Dans un communiqué rendu public le 3 juin 2026, le FDR a formulé une demande officielle visant à écarter Ousmane Sonko de l’hémicycle parlementaire. La coalition argue que le leader du PASTEF occupe une position illégale en cumulant les fonctions de député et de Premier ministre, violant ainsi les dispositions du Code électoral.
Le FDR s’appuie sur l’article LO172 du Code électoral sénégalais, qui stipule qu’un ministre élu député doit démissionner de ses fonctions gouvernementales sous huit jours. Pour la coalition, le retour d’Ousmane Sonko à l’Assemblée nationale constitue une violation flagrante des textes en vigueur, incluant la Constitution, le Code électoral et le règlement intérieur de l’Assemblée.
Une mobilisation politique sans précédent
La coalition dénonce ce qu’elle qualifie de tentative de coup d’État parlementaire et salue les démarches entreprises par plusieurs députés de l’opposition auprès du Conseil constitutionnel. Le FDR insiste sur l’urgence de restaurer l’ordre juridique et appelle à une mobilisation des forces vives du pays pour défendre les institutions républicaines.
Selon la coalition, les modifications apportées au règlement intérieur de l’Assemblée nationale ne peuvent en aucun cas primer sur les dispositions constitutionnelles.

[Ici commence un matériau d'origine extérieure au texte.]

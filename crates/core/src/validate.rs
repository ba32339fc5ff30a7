//! Validation of plan JSON returned by the reasoning backend.
//!
//! This is the only place raw plan input is coerced or rejected.

use crate::{ActionKind, BackendRegistry, InputRef, Plan, Priority, Step, TaskId};
use serde::Deserialize;
use std::collections::BTreeMap;

/// Why a raw plan could not be accepted.
#[derive(Debug, thiserror::Error)]
pub enum SchemaError {
    /// Body is not UTF-8
    #[error("plan is not valid UTF-8: {0}")]
    Utf8(#[from] std::str::Utf8Error),

    /// Body is not JSON of the expected shape
    #[error("plan JSON error: {0}")]
    Json(#[from] serde_json::Error),

    /// No steps at all
    #[error("plan has no steps")]
    EmptyPlan,

    /// Step index must be positive
    #[error("invalid step index: {0}")]
    InvalidStepIndex(u32),

    /// Two steps share an index
    #[error("duplicate step index: {0}")]
    DuplicateStep(u32),

    /// An input references a step that is not in the plan
    #[error("step {step} references {reference}, which is not in the plan")]
    UnknownStepReference {
        /// Referencing step
        step: u32,
        /// Reference as written
        reference: String,
    },

    /// Priority is not low/normal/high
    #[error("unknown priority: {0}")]
    UnknownPriority(String),

    /// Fallback map names a backend that is not registered
    #[error("fallback names unknown backend: {0}")]
    UnknownFallbackBackend(String),
}

#[derive(Debug, Deserialize)]
struct WirePlan {
    plan: Vec<WireStep>,
    #[serde(default)]
    fallback: BTreeMap<String, String>,
    estimated_duration_minutes: u32,
    #[serde(default)]
    priority: Option<String>,
}

#[derive(Debug, Deserialize)]
struct WireStep {
    step: u32,
    llm: String,
    action: String,
    inputs: Vec<String>,
    expected_output: String,
    #[serde(default)]
    parallel_with: Option<Vec<u32>>,
    #[serde(default)]
    action_kind: Option<ActionKind>,
}

impl WireStep {
    fn into_step(self) -> Step {
        let action_kind = self
            .action_kind
            .unwrap_or_else(|| ActionKind::classify(&self.action));

        Step {
            index: self.step,
            backend: self.llm,
            action: self.action,
            action_kind,
            inputs: self.inputs.iter().map(|name| InputRef::parse(name)).collect(),
            expected_output: self.expected_output,
            parallel_with: self.parallel_with.unwrap_or_default().into_iter().collect(),
        }
    }
}

/// Validate raw plan JSON into a [`Plan`].
///
/// Expected shape:
/// ```json
/// {"plan": [{"step": 1, "llm": "mistral-large", "action": "...",
///            "inputs": ["context"], "expected_output": "..."}],
///  "fallback": {"mistral-large": "llama-3-3"},
///  "estimated_duration_minutes": 15,
///  "priority": "high"}
/// ```
pub fn validate(
    raw: &[u8],
    task_id: TaskId,
    domain: &str,
    registry: &BackendRegistry,
) -> Result<Plan, SchemaError> {
    let text = std::str::from_utf8(raw)?;
    let wire: WirePlan = serde_json::from_str(text.trim())?;

    let priority = match wire.priority.as_deref() {
        Some(raw) => raw.parse()?,
        None => Priority::default(),
    };

    let steps = wire.plan.into_iter().map(WireStep::into_step).collect();

    Plan::new(
        task_id,
        domain,
        steps,
        wire.fallback,
        wire.estimated_duration_minutes,
        priority,
        registry,
    )
}
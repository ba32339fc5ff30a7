//! The execution engine - validates, resolves and runs plans.

use crate::dependency::{DependencyResolver, Wave};
use crate::dispatcher::{Context, StepDispatcher};
use crate::error::Result;
use crate::planner::Planner;
use crate::scheduler::{Budget, Coordinator};
use collective_backend::CompletionClient;
use collective_core::{
    validate, BackendRegistry, ExecutionResult, FallbackPlanReason, Plan, Priority, RunId, Step,
    TaskId,
};
use std::sync::Arc;
use std::time::Duration;
use tracing::{info, info_span, warn, Instrument};

/// Configuration for the execution engine.
#[derive(Debug, Clone)]
pub struct EngineConfig {
    /// Backend that runs the fallback plan
    pub default_backend: String,
    /// Reasoning backend asked for plans
    pub planner_backend: String,
    /// Duration estimate recorded on fallback plans
    pub fallback_plan_minutes: u32,
    /// Whole-plan deadline (None = no deadline)
    pub run_deadline: Option<Duration>,
    /// Concurrency and timeouts
    pub budget: Budget,
}

impl Default for EngineConfig {
    fn default() -> Self {
        Self {
            default_backend: "mistral-large".to_string(),
            planner_backend: "orchestrator".to_string(),
            fallback_plan_minutes: 10,
            run_deadline: None,
            budget: Budget::default(),
        }
    }
}

impl EngineConfig {
    /// Set the fallback plan's backend.
    pub fn with_default_backend(mut self, backend: impl Into<String>) -> Self {
        self.default_backend = backend.into();
        self
    }

    /// Set the reasoning backend.
    pub fn with_planner_backend(mut self, backend: impl Into<String>) -> Self {
        self.planner_backend = backend.into();
        self
    }

    /// Set the whole-plan deadline.
    pub fn with_run_deadline(mut self, deadline: Duration) -> Self {
        self.run_deadline = Some(deadline);
        self
    }

    /// Set the budget.
    pub fn with_budget(mut self, budget: Budget) -> Self {
        self.budget = budget;
        self
    }
}

/// What to execute.
#[derive(Debug, Clone)]
pub enum PlanSource {
    /// Plan JSON as returned by the reasoning backend
    Raw {
        /// Domain the plan is for
        domain: String,
        /// Response body
        body: Vec<u8>,
    },
    /// A plan that already passed validation
    Validated(Plan),
}

impl PlanSource {
    /// Raw plan JSON for a domain.
    pub fn raw(domain: impl Into<String>, body: impl Into<Vec<u8>>) -> Self {
        PlanSource::Raw {
            domain: domain.into(),
            body: body.into(),
        }
    }
}

/// The execution engine.
///
/// Runs one plan per call:
/// ```text
/// Validate → Resolve waves → Dispatch wave by wave → Aggregate
/// ```
/// Invalid or cyclic plans are replaced by a single-step fallback plan.
pub struct ExecutionEngine {
    registry: Arc<BackendRegistry>,
    dispatcher: Arc<StepDispatcher>,
    resolver: DependencyResolver,
    config: EngineConfig,
}

impl ExecutionEngine {
    /// Create an engine over a registry and a completion client.
    pub fn new(registry: Arc<BackendRegistry>, client: Arc<dyn CompletionClient>) -> Self {
        info!(backends = ?registry.names().collect::<Vec<_>>(), "Execution engine initialized");

        Self {
            dispatcher: Arc::new(StepDispatcher::new(client, registry.clone())),
            registry,
            resolver: DependencyResolver::new(),
            config: EngineConfig::default(),
        }
    }

    /// Set the configuration.
    pub fn with_config(mut self, config: EngineConfig) -> Self {
        self.config = config;
        self
    }

    /// The registry this engine dispatches against.
    pub fn registry(&self) -> &BackendRegistry {
        &self.registry
    }

    /// The active configuration.
    pub fn config(&self) -> &EngineConfig {
        &self.config
    }

    /// Execute a plan with the configured deadline.
    ///
    /// Always returns a result for every step unless an internal invariant
    /// breaks; callers inspect `failed` on each step.
    pub async fn execute(&self, source: PlanSource, context: &Context) -> Result<ExecutionResult> {
        self.execute_with_deadline(source, context, self.config.run_deadline)
            .await
    }

    /// Execute a plan, cancelling whatever is unfinished after `deadline`.
    pub async fn execute_with_deadline(
        &self,
        source: PlanSource,
        context: &Context,
        deadline: Option<Duration>,
    ) -> Result<ExecutionResult> {
        let (plan, fallback_plan) = self.accept(source);
        self.run(plan, fallback_plan, context, deadline).await
    }

    /// Ask the reasoning backend for a plan, then execute it.
    pub async fn plan_and_execute(
        &self,
        task_type: &str,
        domain: &str,
        context: &Context,
    ) -> Result<ExecutionResult> {
        let planner = Planner::new(
            &self.dispatcher,
            &self.registry,
            &self.config.planner_backend,
            self.config.budget.timeout_for(Priority::Normal),
        );

        match planner.request_plan(task_type, domain, context).await {
            Ok(raw) => self.execute(PlanSource::raw(domain, raw), context).await,
            Err(e) => {
                warn!(error = %e, "Planning call failed, using fallback plan");
                let plan = self.fallback_plan(domain);
                let reason = FallbackPlanReason::PlannerUnavailable(e.to_string());
                self.run(plan, Some(reason), context, self.config.run_deadline)
                    .await
            }
        }
    }

    /// Validate a plan source and compute its waves.
    ///
    /// Falls back to the single-step plan on schema or cycle errors.
    pub fn prepare(&self, source: PlanSource) -> (Plan, Vec<Wave>, Option<FallbackPlanReason>) {
        let (plan, fallback_plan) = self.accept(source);
        let (plan, waves, cycle) = self.resolve_or_fallback(plan);
        (plan, waves, cycle.or(fallback_plan))
    }

    fn accept(&self, source: PlanSource) -> (Plan, Option<FallbackPlanReason>) {
        match source {
            PlanSource::Validated(plan) => (plan, None),
            PlanSource::Raw { domain, body } => {
                let task_id = TaskId::for_domain(&domain, chrono::Utc::now());
                match validate(&body, task_id, &domain, &self.registry) {
                    Ok(plan) => {
                        info!(task_id = %plan.task_id(), steps = plan.steps().len(), "Execution plan created");
                        (plan, None)
                    }
                    Err(e) => {
                        warn!(error = %e, "Plan parsing failed, using fallback plan");
                        (self.fallback_plan(&domain), Some(FallbackPlanReason::Schema(e.to_string())))
                    }
                }
            }
        }
    }

    fn resolve_or_fallback(&self, plan: Plan) -> (Plan, Vec<Wave>, Option<FallbackPlanReason>) {
        match self.resolver.resolve(&plan) {
            Ok(waves) => (plan, waves, None),
            Err(e) => {
                warn!(task_id = %plan.task_id(), error = %e, "Plan is cyclic, using fallback plan");
                let fallback = self.fallback_plan(plan.domain());
                // One step, no inputs from other steps: a single wave.
                let waves = vec![fallback.steps().iter().map(Step::key).collect()];
                (fallback, waves, Some(FallbackPlanReason::CyclicDependency(e.to_string())))
            }
        }
    }

    fn fallback_plan(&self, domain: &str) -> Plan {
        Plan::fallback(
            TaskId::fallback_for_domain(domain, chrono::Utc::now()),
            domain,
            &self.config.default_backend,
            self.config.fallback_plan_minutes,
        )
    }

    async fn run(
        &self,
        plan: Plan,
        fallback_plan: Option<FallbackPlanReason>,
        context: &Context,
        deadline: Option<Duration>,
    ) -> Result<ExecutionResult> {
        let (plan, waves, cycle) = self.resolve_or_fallback(plan);
        let fallback_plan = cycle.or(fallback_plan);

        let run_id = RunId::new();
        let span = info_span!("run", %run_id, task_id = %plan.task_id());
        let deadline = deadline.map(|d| tokio::time::Instant::now() + d);

        async move {
            info!(steps = plan.steps().len(), waves = waves.len(), "Executing plan");

            let coordinator = Coordinator::new(self.dispatcher.clone(), self.config.budget);
            let plan = Arc::new(plan);
            let results = coordinator
                .run(plan.clone(), &waves, Arc::new(context.clone()), deadline)
                .await?;

            let failed = results.values().filter(|r| r.failed).count();
            info!(steps = results.len(), failed, "Plan execution complete");

            Ok(ExecutionResult {
                run_id,
                task_id: plan.task_id().clone(),
                domain: plan.domain().to_string(),
                results,
                fallback_plan,
                completed_at: chrono::Utc::now(),
            })
        }
        .instrument(span)
        .await
    }
}
//! Per-run accumulation of step results.

use collective_core::{StepKey, StepResult};
use std::collections::btree_map::Entry;
use std::collections::BTreeMap;
use tokio::sync::RwLock;

/// A second result arrived for a step that already has one.
///
/// Correct scheduling never produces this.
#[derive(Debug, Clone, PartialEq, Eq, thiserror::Error)]
#[error("duplicate result for {0}")]
pub struct DuplicateResultError(pub StepKey);

/// Concurrent-safe map of step results, one per step.
///
/// Each run owns its own aggregator.
#[derive(Debug, Default)]
pub struct ResultAggregator {
    results: RwLock<BTreeMap<StepKey, StepResult>>,
}

impl ResultAggregator {
    /// Create an empty aggregator.
    pub fn new() -> Self {
        Self::default()
    }

    /// Record a step's result. Never overwrites.
    pub async fn record(&self, result: StepResult) -> Result<(), DuplicateResultError> {
        let mut results = self.results.write().await;
        match results.entry(result.key()) {
            Entry::Occupied(entry) => Err(DuplicateResultError(*entry.key())),
            Entry::Vacant(entry) => {
                entry.insert(result);
                Ok(())
            }
        }
    }

    /// Copy of everything recorded so far.
    pub async fn snapshot(&self) -> BTreeMap<StepKey, StepResult> {
        self.results.read().await.clone()
    }

    /// Whether a step has a result.
    pub async fn contains(&self, key: StepKey) -> bool {
        self.results.read().await.contains_key(&key)
    }

    /// Number of recorded results.
    pub async fn len(&self) -> usize {
        self.results.read().await.len()
    }

    /// Whether nothing has been recorded.
    pub async fn is_empty(&self) -> bool {
        self.results.read().await.is_empty()
    }
}
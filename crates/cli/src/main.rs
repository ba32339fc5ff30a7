//! Collective CLI - plan orchestration over LLM backends.

use anyhow::{Context as _, Result};
use clap::{Parser, Subcommand};
use collective_backend::HttpCompletionClient;
use collective_core::BackendRegistry;
use collective_execution::{Budget, Context, EngineConfig, ExecutionEngine, PlanSource};
use std::num::NonZeroUsize;
use std::path::{Path, PathBuf};
use std::sync::Arc;
use std::time::Duration;
use tracing::info;
use tracing_subscriber::EnvFilter;

#[derive(Parser)]
#[command(name = "collective")]
#[command(about = "Execute multi-step plans across LLM backends", long_about = None)]
struct Cli {
    /// Backend registry JSON (defaults to the builtin backends)
    #[arg(long, global = true)]
    registry: Option<PathBuf>,

    /// Maximum steps in flight at once
    #[arg(long, global = true)]
    max_concurrent: Option<NonZeroUsize>,

    /// Whole-run deadline in seconds
    #[arg(long, global = true)]
    deadline_secs: Option<u64>,

    /// Backend used by the fallback plan
    #[arg(long, global = true)]
    default_backend: Option<String>,

    #[command(subcommand)]
    command: Commands,
}

#[derive(Subcommand)]
enum Commands {
    /// Execute a plan file
    Run {
        /// Plan JSON file
        #[arg(long)]
        plan: PathBuf,
        /// Plan domain
        #[arg(long)]
        domain: String,
        /// Context values as a JSON object
        #[arg(long)]
        context: Option<String>,
    },
    /// Ask the reasoning backend for a plan and execute it
    Plan {
        /// Task type, e.g. generate_proposal
        #[arg(long)]
        task_type: String,
        /// Plan domain
        #[arg(long)]
        domain: String,
        /// Context values as a JSON object
        #[arg(long)]
        context: Option<String>,
    },
    /// Validate a plan file and print its waves without dispatching
    Resolve {
        /// Plan JSON file
        #[arg(long)]
        plan: PathBuf,
        /// Plan domain
        #[arg(long)]
        domain: String,
    },
    /// List registered backends
    Backends,
}

#[tokio::main]
async fn main() -> Result<()> {
    tracing_subscriber::fmt()
        .with_env_filter(
            EnvFilter::try_from_default_env().unwrap_or_else(|_| EnvFilter::new("info")),
        )
        .with_writer(std::io::stderr)
        .init();

    let cli = Cli::parse();

    let registry = match &cli.registry {
        Some(path) => BackendRegistry::load(path)
            .with_context(|| format!("loading registry {}", path.display()))?,
        None => BackendRegistry::builtin(),
    };

    let mut budget = Budget::default();
    if let Some(max) = cli.max_concurrent {
        budget = budget.with_max_concurrent(max);
    }
    let mut config = EngineConfig::default().with_budget(budget);
    if let Some(secs) = cli.deadline_secs {
        config = config.with_run_deadline(Duration::from_secs(secs));
    }
    if let Some(backend) = cli.default_backend {
        anyhow::ensure!(registry.contains(&backend), "unknown default backend: {}", backend);
        config = config.with_default_backend(backend);
    }

    let client = HttpCompletionClient::new().context("creating HTTP client")?;
    let engine = ExecutionEngine::new(Arc::new(registry), Arc::new(client)).with_config(config);

    match cli.command {
        Commands::Run { plan, domain, context } => {
            let body = read_plan(&plan)?;
            let context = parse_context(context.as_deref())?;

            let result = engine.execute(PlanSource::raw(domain, body), &context).await?;
            info!(failed = result.failed_steps().count(), "Run finished");
            println!("{}", serde_json::to_string_pretty(&result)?);
        }
        Commands::Plan { task_type, domain, context } => {
            let context = parse_context(context.as_deref())?;

            let result = engine.plan_and_execute(&task_type, &domain, &context).await?;
            println!("{}", serde_json::to_string_pretty(&result)?);
        }
        Commands::Resolve { plan, domain } => {
            let body = read_plan(&plan)?;
            let (plan, waves, fallback) = engine.prepare(PlanSource::raw(domain, body));

            if let Some(reason) = fallback {
                println!("Fallback plan in use: {:?}", reason);
            }
            println!("Plan {} ({} steps)", plan.task_id(), plan.steps().len());
            for (i, wave) in waves.iter().enumerate() {
                let keys: Vec<String> = wave.iter().map(ToString::to_string).collect();
                println!("  wave {}: {}", i + 1, keys.join(", "));
            }
        }
        Commands::Backends => {
            println!("Backends ({})", engine.registry().len());
            for backend in engine.registry().iter() {
                println!(
                    "  {} | {} | {} - {}",
                    backend.name, backend.model, backend.address, backend.specialization
                );
            }
        }
    }

    Ok(())
}

fn read_plan(path: &Path) -> Result<Vec<u8>> {
    std::fs::read(path).with_context(|| format!("reading plan {}", path.display()))
}

fn parse_context(raw: Option<&str>) -> Result<Context> {
    match raw {
        Some(raw) => serde_json::from_str(raw).context("context must be a JSON object"),
        None => Ok(Context::new()),
    }
}
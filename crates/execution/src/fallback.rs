//! Substitute-backend lookup for failed steps.

use collective_core::Step;
use std::collections::BTreeMap;
use tracing::info;

/// The failed backend has no substitute in the plan.
#[derive(Debug, Clone, PartialEq, Eq, thiserror::Error)]
#[error("no fallback configured for backend {0}")]
pub struct NoFallbackAvailable(pub String);

/// Picks the backend for a step's single retry.
///
/// Fallbacks do not chain: the substitute of a substitute is never used.
#[derive(Debug, Clone, Copy, Default)]
pub struct FallbackRouter;

impl FallbackRouter {
    /// Create a new router.
    pub fn new() -> Self {
        Self
    }

    /// Substitute for `original_backend` according to the plan's fallback map.
    pub fn route<'a>(
        &self,
        step: &Step,
        original_backend: &str,
        fallback: &'a BTreeMap<String, String>,
    ) -> Result<&'a str, NoFallbackAvailable> {
        let substitute = fallback
            .get(original_backend)
            .ok_or_else(|| NoFallbackAvailable(original_backend.to_string()))?;

        info!(
            step = step.index,
            from = original_backend,
            to = %substitute,
            "Attempting fallback"
        );
        Ok(substitute.as_str())
    }
}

Elle exige que l’Assemblée nationale revienne sur sa décision et retire Ousmane Sonko de ses bancs, sous peine de fragiliser davantage la crédibilité des institutions.
Cette prise de position survient alors que le débat sur la légitimité du statut parlementaire d’Ousmane Sonko s’intensifie dans l’arène politique sénégalaise, alimentant les tensions entre majorité et opposition.